* **WHAT IS EXPECTED**:
Gather all lines with "status" from the records.

___ MATERIAL PROVIDED

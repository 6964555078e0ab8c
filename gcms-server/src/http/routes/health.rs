//! Health check endpoint

use std::sync::Arc;

use axum::extract::State;
use axum::{routing::get, Json, Router};
use serde::Serialize;

use crate::http::server::AppState;

/// Health check response
#[derive(Serialize)]
pub struct HealthResponse {
    pub status: &'static str,
    pub version: &'static str,
    /// Startup probe state; reading it never touches the database
    #[serde(skip_serializing_if = "Option::is_none")]
    pub database: Option<&'static str>,
}

/// GET /health
async fn health(State(state): State<Arc<AppState>>) -> Json<HealthResponse> {
    Json(HealthResponse {
        status: "ok",
        version: env!("CARGO_PKG_VERSION"),
        database: state.probe_state().map(|s| s.as_str()),
    })
}

/// Health routes
pub fn router() -> Router<Arc<AppState>> {
    Router::new().route("/health", get(health))
}

#[cfg(test)]
mod tests {
    use gcms_db::testing::FakeConnector;
    use gcms_db::{Pool, PoolConfig, ProbeState};
    use tokio::sync::watch;

    use super::*;
    use crate::config::Environment;

    #[tokio::test]
    async fn health_returns_ok_without_database() {
        let connector = FakeConnector::new();
        let pool = Pool::new(PoolConfig::default(), Arc::new(connector.clone()));
        let (_tx, rx) = watch::channel(ProbeState::Attempting(2));
        let state = Arc::new(AppState::new(pool, Environment::Development).with_probe(rx));

        let Json(body) = health(State(state)).await;

        assert_eq!(body.status, "ok");
        assert_eq!(body.database, Some("probing"));
        assert_eq!(connector.state().queries(), 0);
    }
}
//! Startup connectivity probe
//!
//! Runs once in the background when the process starts: a handful of
//! handshake queries with exponential backoff. Running out of attempts is
//! logged and reported, never fatal; the server keeps serving and the
//! executor deals with per-request failures.
//!
//! ```text
//! Idle -> Attempting(1) -> Connected
//!                       -> Attempting(2) -> ... -> ExhaustedWarned
//! ```

use std::time::Duration;

use tokio::sync::watch;
use tokio::task::JoinHandle;
use tracing::{error, info, warn};

use crate::error::DbError;
use crate::pool::Pool;

const HANDSHAKE_SQL: &str = "SELECT NOW() AS now";

/// Attempt bound and backoff base
#[derive(Debug, Clone, PartialEq, Eq)]
pub struct ProbeConfig {
    pub attempts: u32,
    /// Failure `i` (0-based) waits `base_delay * 2^i`
    pub base_delay: Duration,
    /// Which database profile is being probed, for the connected log line
    pub profile: &'static str,
}

impl Default for ProbeConfig {
    fn default() -> Self {
        Self {
            attempts: 5,
            base_delay: Duration::from_secs(1),
            profile: "database",
        }
    }
}

impl ProbeConfig {
    pub fn with_profile(mut self, profile: &'static str) -> Self {
        self.profile = profile;
        self
    }

    pub fn backoff(&self, failed: u32) -> Duration {
        self.base_delay.saturating_mul(2u32.saturating_pow(failed))
    }
}

#[derive(Debug, Clone, Copy, PartialEq, Eq)]
pub enum ProbeState {
    Idle,
    /// Running handshake number `n` (1-based)
    Attempting(u32),
    Connected,
    ExhaustedWarned,
}

impl ProbeState {
    pub fn as_str(&self) -> &'static str {
        match self {
            Self::Idle => "idle",
            Self::Attempting(_) => "probing",
            Self::Connected => "connected",
            Self::ExhaustedWarned => "unavailable",
        }
    }

    pub fn is_terminal(&self) -> bool {
        matches!(self, Self::Connected | Self::ExhaustedWarned)
    }
}

#[derive(Debug, Clone)]
pub enum ProbeOutcome {
    Connected {
        attempts: u32,
        server_time: Option<String>,
    },
    Exhausted {
        attempts: u32,
        last_error: DbError,
    },
}

impl ProbeOutcome {
    pub fn is_connected(&self) -> bool {
        matches!(self, Self::Connected { .. })
    }
}

/// Drives the probe state machine against a pool
pub struct StartupProber {
    pool: Pool,
    config: ProbeConfig,
    state: watch::Sender<ProbeState>,
}

impl StartupProber {
    pub fn new(pool: Pool, config: ProbeConfig) -> Self {
        let (state, _) = watch::channel(ProbeState::Idle);
        Self {
            pool,
            config,
            state,
        }
    }

    pub fn subscribe(&self) -> watch::Receiver<ProbeState> {
        self.state.subscribe()
    }

    pub fn state(&self) -> ProbeState {
        *self.state.borrow()
    }

    /// Run the probe to completion.
    pub async fn run(self) -> ProbeOutcome {
        let attempts = self.config.attempts.max(1);
        let mut last_error = DbError::fatal("probe did not run");

        for attempt in 1..=attempts {
            self.state.send_replace(ProbeState::Attempting(attempt));

            match self.pool.execute(HANDSHAKE_SQL, &[]).await {
                Ok(rows) => {
                    let server_time = rows
                        .first()
                        .and_then(|row| row.get("now"))
                        .and_then(|v| v.as_str())
                        .map(str::to_owned);
                    self.state.send_replace(ProbeState::Connected);
                    info!(
                        attempt,
                        profile = self.config.profile,
                        server_time = ?server_time,
                        "connected to database"
                    );
                    return ProbeOutcome::Connected {
                        attempts: attempt,
                        server_time,
                    };
                }
                Err(err) => {
                    warn!(attempt, attempts, error = %err, "database connection attempt failed");
                    last_error = err;
                }
            }

            if attempt < attempts {
                tokio::time::sleep(self.config.backoff(attempt - 1)).await;
            }
        }

        self.state.send_replace(ProbeState::ExhaustedWarned);
        error!(
            attempts,
            error = %last_error,
            "all database connection attempts failed; continuing without a verified database"
        );
        ProbeOutcome::Exhausted {
            attempts,
            last_error,
        }
    }
}

/// Background probe started by the entry point
pub struct ProbeHandle {
    task: JoinHandle<ProbeOutcome>,
    state: watch::Receiver<ProbeState>,
}

impl ProbeHandle {
    /// Live view of the probe state
    pub fn state(&self) -> watch::Receiver<ProbeState> {
        self.state.clone()
    }

    pub fn is_finished(&self) -> bool {
        self.task.is_finished()
    }

    /// Wait for the probe; `None` if the task was aborted or panicked.
    pub async fn wait(self) -> Option<ProbeOutcome> {
        self.task.await.ok()
    }

    pub fn abort(&self) {
        self.task.abort();
    }
}

/// Spawn the probe; returns immediately.
pub fn spawn_startup_probe(pool: Pool, config: ProbeConfig) -> ProbeHandle {
    let prober = StartupProber::new(pool, config);
    let state = prober.subscribe();
    let task = tokio::spawn(prober.run());
    ProbeHandle { task, state }
}
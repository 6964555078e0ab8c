//! Schema provisioning, verification and seeding against the fake connector

use std::sync::Arc;

use gcms_db::schema::{INDEXES, TABLES};
use gcms_db::testing::{row, FakeConnector};
use gcms_db::{DbError, Pool, PoolConfig, QueryExecutor, SchemaProvisioner, SeedOutcome};
use serde_json::json;

fn provisioner() -> (SchemaProvisioner, FakeConnector) {
    let connector = FakeConnector::new();
    let pool = Pool::new(PoolConfig::default(), Arc::new(connector.clone()));
    (SchemaProvisioner::new(QueryExecutor::new(pool)), connector)
}

#[tokio::test]
async fn creates_tables_then_indexes_in_order() {
    let (provisioner, connector) = provisioner();
    let state = connector.state();

    let report = provisioner.ensure_schema().await.unwrap();

    assert_eq!(report.tables.len(), 11);
    assert_eq!(report.indexes.len(), 5);
    assert_eq!(report.tables[0], "organisation");
    for name in report.tables.iter().chain(report.indexes.iter()) {
        assert!(state.has_object(name), "{name} was not created");
    }

    let created: Vec<String> = state
        .statements()
        .iter()
        .filter(|s| s.starts_with("CREATE"))
        .cloned()
        .collect();
    assert_eq!(created.len(), TABLES.len() + INDEXES.len());
    assert!(created[..TABLES.len()].iter().all(|s| s.starts_with("CREATE TABLE")));
    assert!(created[TABLES.len()..].iter().all(|s| s.starts_with("CREATE INDEX")));
}

#[tokio::test]
async fn ensure_schema_is_idempotent() {
    let (provisioner, connector) = provisioner();
    let state = connector.state();

    let first = provisioner.ensure_schema().await.unwrap();
    let catalog = state.catalog();
    let second = provisioner.ensure_schema().await.unwrap();

    assert_eq!(first, second);
    assert_eq!(state.catalog(), catalog);
}

#[tokio::test]
async fn failure_stops_at_the_failing_object() {
    let (provisioner, connector) = provisioner();
    let state = connector.state();
    state.fail_on(
        "payments",
        DbError::Fatal {
            code: Some("42501".into()),
            message: "permission denied for schema public".into(),
            detail: Some("role lacks CREATE".into()),
        },
    );

    let err = provisioner.ensure_schema().await.unwrap_err();

    match &err {
        DbError::Provisioning {
            object,
            message,
            detail,
        } => {
            assert_eq!(object, "payments");
            assert_eq!(message, "permission denied for schema public");
            assert_eq!(detail.as_deref(), Some("role lacks CREATE"));
        }
        other => panic!("expected provisioning error, got {other:?}"),
    }
    assert_eq!(err.detail(), Some("role lacks CREATE"));

    // everything before payments exists, nothing after it was attempted
    assert!(state.has_object("users_login"));
    assert!(!state.has_object("payments"));
    assert!(!state.has_object("notifications"));
    assert!(!state.has_object("idx_payments_plot"));

    // a later run completes the schema
    state.clear_fail_on("payments");
    provisioner.ensure_schema().await.unwrap();
    assert_eq!(state.catalog().len(), TABLES.len() + INDEXES.len());
}

#[tokio::test(start_paused = true)]
async fn transient_ddl_failure_is_retried() {
    let (provisioner, connector) = provisioner();
    connector.state().fail_next_queries_transient(1);

    provisioner.ensure_schema().await.unwrap();
    assert!(connector.state().has_object("organisation"));
}

#[tokio::test]
async fn verify_reports_missing_tables_without_failing() {
    let (provisioner, _connector) = provisioner();

    let report = provisioner.verify_schema().await.unwrap();

    assert_eq!(report.summary.total_tables, 11);
    assert_eq!(report.summary.existing_tables, 0);
    let first = &report.tables[0];
    assert!(!first.exists);
    assert!(first.record_count.is_none());
    assert!(first.error.as_deref().unwrap().contains("does not exist"));
}

#[tokio::test]
async fn verify_counts_records() {
    let (provisioner, connector) = provisioner();
    let state = connector.state();
    provisioner.ensure_schema().await.unwrap();
    state.on_query(
        "COUNT(*) AS count FROM residents",
        vec![row(json!({ "count": 3 }))],
    );
    state.on_query(
        "current_database()",
        vec![row(json!({
            "database": "gcms",
            "user": "gcms_app",
            "version": "PostgreSQL 16.2"
        }))],
    );

    let report = provisioner.verify_schema().await.unwrap();

    assert_eq!(report.summary.existing_tables, 11);
    assert_eq!(report.summary.total_records, 3);
    assert_eq!(report.database.as_deref(), Some("gcms"));
    assert_eq!(report.user.as_deref(), Some("gcms_app"));

    let json = serde_json::to_value(&report).unwrap();
    assert_eq!(json["summary"]["totalTables"], json!(11));
    assert_eq!(json["tables"][0]["recordCount"], json!(0));
    assert!(json["tables"][0].get("error").is_none());
}

#[tokio::test]
async fn seeds_only_an_empty_schema() {
    let (provisioner, connector) = provisioner();
    let state = connector.state();
    provisioner.ensure_schema().await.unwrap();

    assert_eq!(provisioner.seed_sample_data().await.unwrap(), SeedOutcome::Seeded);
    assert_eq!(state.count_statements("INSERT INTO"), 6);

    state.on_query(
        "COUNT(*) AS count FROM organisation",
        vec![row(json!({ "count": 1 }))],
    );
    assert_eq!(
        provisioner.seed_sample_data().await.unwrap(),
        SeedOutcome::AlreadyPresent
    );
    assert_eq!(state.count_statements("INSERT INTO"), 6);
}

#[tokio::test]
async fn failed_seed_rolls_back_and_reruns_cleanly() {
    let (provisioner, connector) = provisioner();
    let state = connector.state();
    provisioner.ensure_schema().await.unwrap();
    state.fail_on(
        "streets",
        DbError::Fatal {
            code: Some("23503".into()),
            message: "insert or update on table \"streets\" violates foreign key constraint".into(),
            detail: None,
        },
    );

    let err = provisioner.seed_sample_data().await.unwrap_err();
    assert_eq!(err.code(), Some("23503"));
    assert_eq!(state.count_statements("BEGIN"), 1);
    assert_eq!(state.count_statements("ROLLBACK"), 1);
    assert_eq!(state.count_statements("COMMIT"), 0);
    assert_eq!(state.count_statements("INSERT INTO plots"), 0);

    state.clear_fail_on("streets");
    assert_eq!(provisioner.seed_sample_data().await.unwrap(), SeedOutcome::Seeded);

    let statements = state.statements();
    let begin = statements.iter().rposition(|s| s == "BEGIN").unwrap();
    let tail = &statements[begin + 1..];
    assert_eq!(tail.iter().filter(|s| s.starts_with("INSERT INTO")).count(), 6);
    assert_eq!(tail.last().map(String::as_str), Some("COMMIT"));
}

______

* **ANSWER TO THE PROBLEM**:
    pub status: &'static str,
        status: "ok",
        assert_eq!(body.status, "ok");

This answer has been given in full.